What is required:
Each line of the material below that holds the word "Website" needs to be copied.

Material to process:
——

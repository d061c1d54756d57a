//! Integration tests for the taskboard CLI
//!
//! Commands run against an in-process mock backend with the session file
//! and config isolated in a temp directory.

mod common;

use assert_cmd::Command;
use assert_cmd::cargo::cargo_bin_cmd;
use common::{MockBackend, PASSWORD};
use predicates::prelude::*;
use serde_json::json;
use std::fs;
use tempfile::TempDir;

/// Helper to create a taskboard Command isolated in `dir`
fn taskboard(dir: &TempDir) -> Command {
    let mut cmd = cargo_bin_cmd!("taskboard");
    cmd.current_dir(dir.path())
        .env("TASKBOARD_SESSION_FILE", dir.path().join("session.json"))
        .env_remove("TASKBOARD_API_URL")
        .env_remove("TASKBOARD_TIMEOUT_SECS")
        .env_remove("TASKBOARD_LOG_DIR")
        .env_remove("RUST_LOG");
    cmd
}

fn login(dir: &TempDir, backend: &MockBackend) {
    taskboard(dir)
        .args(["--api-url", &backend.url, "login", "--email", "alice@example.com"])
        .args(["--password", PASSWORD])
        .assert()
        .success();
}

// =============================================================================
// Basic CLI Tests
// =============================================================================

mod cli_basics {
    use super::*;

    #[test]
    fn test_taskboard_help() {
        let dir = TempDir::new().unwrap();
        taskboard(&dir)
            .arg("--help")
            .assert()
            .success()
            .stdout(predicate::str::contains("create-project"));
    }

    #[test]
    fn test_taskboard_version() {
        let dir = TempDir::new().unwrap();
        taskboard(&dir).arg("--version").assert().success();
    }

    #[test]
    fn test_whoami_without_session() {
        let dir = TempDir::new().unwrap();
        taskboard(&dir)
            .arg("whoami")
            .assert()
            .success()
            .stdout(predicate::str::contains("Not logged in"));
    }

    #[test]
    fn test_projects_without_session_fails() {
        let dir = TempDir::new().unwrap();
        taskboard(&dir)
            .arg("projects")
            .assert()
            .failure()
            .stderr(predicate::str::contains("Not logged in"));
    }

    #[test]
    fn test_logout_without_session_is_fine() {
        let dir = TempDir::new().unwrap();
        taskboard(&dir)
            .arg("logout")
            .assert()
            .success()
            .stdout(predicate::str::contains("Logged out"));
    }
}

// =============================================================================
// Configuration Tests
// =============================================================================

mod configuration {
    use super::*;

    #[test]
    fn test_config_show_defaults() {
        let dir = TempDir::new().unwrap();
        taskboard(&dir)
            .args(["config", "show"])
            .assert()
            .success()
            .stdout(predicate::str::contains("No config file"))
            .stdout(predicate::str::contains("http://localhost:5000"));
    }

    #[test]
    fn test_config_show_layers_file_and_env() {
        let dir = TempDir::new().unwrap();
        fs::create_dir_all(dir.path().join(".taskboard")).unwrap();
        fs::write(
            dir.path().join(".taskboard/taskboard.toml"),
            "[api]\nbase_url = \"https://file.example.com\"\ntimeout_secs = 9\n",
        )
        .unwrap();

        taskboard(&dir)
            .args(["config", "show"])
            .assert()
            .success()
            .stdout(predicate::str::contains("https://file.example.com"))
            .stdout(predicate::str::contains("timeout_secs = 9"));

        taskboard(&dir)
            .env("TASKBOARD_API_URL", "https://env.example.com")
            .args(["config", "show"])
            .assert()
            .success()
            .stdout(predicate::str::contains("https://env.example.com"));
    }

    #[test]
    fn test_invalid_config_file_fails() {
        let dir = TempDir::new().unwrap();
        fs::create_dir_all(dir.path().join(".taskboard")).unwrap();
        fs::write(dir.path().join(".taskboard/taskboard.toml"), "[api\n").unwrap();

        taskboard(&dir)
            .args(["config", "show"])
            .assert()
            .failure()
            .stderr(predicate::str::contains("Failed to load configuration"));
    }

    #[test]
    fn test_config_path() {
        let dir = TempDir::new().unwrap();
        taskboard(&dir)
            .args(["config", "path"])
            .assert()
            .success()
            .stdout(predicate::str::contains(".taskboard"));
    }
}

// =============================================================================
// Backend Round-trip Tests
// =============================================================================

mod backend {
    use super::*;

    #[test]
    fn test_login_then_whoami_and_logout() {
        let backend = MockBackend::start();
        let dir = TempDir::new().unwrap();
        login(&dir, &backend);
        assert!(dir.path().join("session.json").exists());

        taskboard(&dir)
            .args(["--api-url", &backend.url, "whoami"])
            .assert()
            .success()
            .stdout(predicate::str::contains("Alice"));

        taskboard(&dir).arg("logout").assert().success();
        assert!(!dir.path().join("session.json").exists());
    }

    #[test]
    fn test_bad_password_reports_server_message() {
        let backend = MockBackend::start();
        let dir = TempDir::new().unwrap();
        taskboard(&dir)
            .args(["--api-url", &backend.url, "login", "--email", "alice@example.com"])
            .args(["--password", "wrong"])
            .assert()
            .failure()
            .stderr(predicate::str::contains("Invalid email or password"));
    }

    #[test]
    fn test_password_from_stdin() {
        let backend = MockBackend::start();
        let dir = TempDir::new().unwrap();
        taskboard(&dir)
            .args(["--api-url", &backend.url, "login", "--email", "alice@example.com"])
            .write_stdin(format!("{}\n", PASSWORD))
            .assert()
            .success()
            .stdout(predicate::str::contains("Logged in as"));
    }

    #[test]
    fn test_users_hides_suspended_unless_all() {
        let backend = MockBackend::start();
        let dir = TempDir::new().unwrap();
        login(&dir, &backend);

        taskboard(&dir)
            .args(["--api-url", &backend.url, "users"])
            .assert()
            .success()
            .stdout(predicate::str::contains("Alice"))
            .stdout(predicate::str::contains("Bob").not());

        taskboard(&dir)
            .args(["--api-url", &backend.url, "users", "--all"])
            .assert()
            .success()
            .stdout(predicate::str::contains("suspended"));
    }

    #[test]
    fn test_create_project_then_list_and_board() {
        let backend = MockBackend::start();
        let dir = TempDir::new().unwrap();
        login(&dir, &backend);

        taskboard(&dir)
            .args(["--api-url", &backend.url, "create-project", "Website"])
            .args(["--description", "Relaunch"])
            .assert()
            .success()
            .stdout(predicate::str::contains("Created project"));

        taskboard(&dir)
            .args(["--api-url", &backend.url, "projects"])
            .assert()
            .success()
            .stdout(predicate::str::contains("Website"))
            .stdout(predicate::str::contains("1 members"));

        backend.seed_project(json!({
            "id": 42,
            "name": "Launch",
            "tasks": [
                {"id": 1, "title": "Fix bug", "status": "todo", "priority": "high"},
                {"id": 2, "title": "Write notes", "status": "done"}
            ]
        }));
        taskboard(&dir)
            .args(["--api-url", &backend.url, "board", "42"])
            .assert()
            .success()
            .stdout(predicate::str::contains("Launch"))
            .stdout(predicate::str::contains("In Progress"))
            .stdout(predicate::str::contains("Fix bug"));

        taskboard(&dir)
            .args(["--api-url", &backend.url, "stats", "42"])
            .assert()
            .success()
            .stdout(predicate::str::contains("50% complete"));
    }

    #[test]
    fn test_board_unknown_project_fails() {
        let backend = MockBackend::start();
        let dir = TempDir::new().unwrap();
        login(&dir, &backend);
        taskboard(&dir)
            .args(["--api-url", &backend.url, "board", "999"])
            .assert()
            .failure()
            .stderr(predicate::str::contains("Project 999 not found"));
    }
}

——

The completed task:
            .args(["--api-url", &backend.url, "create-project", "Website"])
            .stdout(predicate::str::contains("Website"))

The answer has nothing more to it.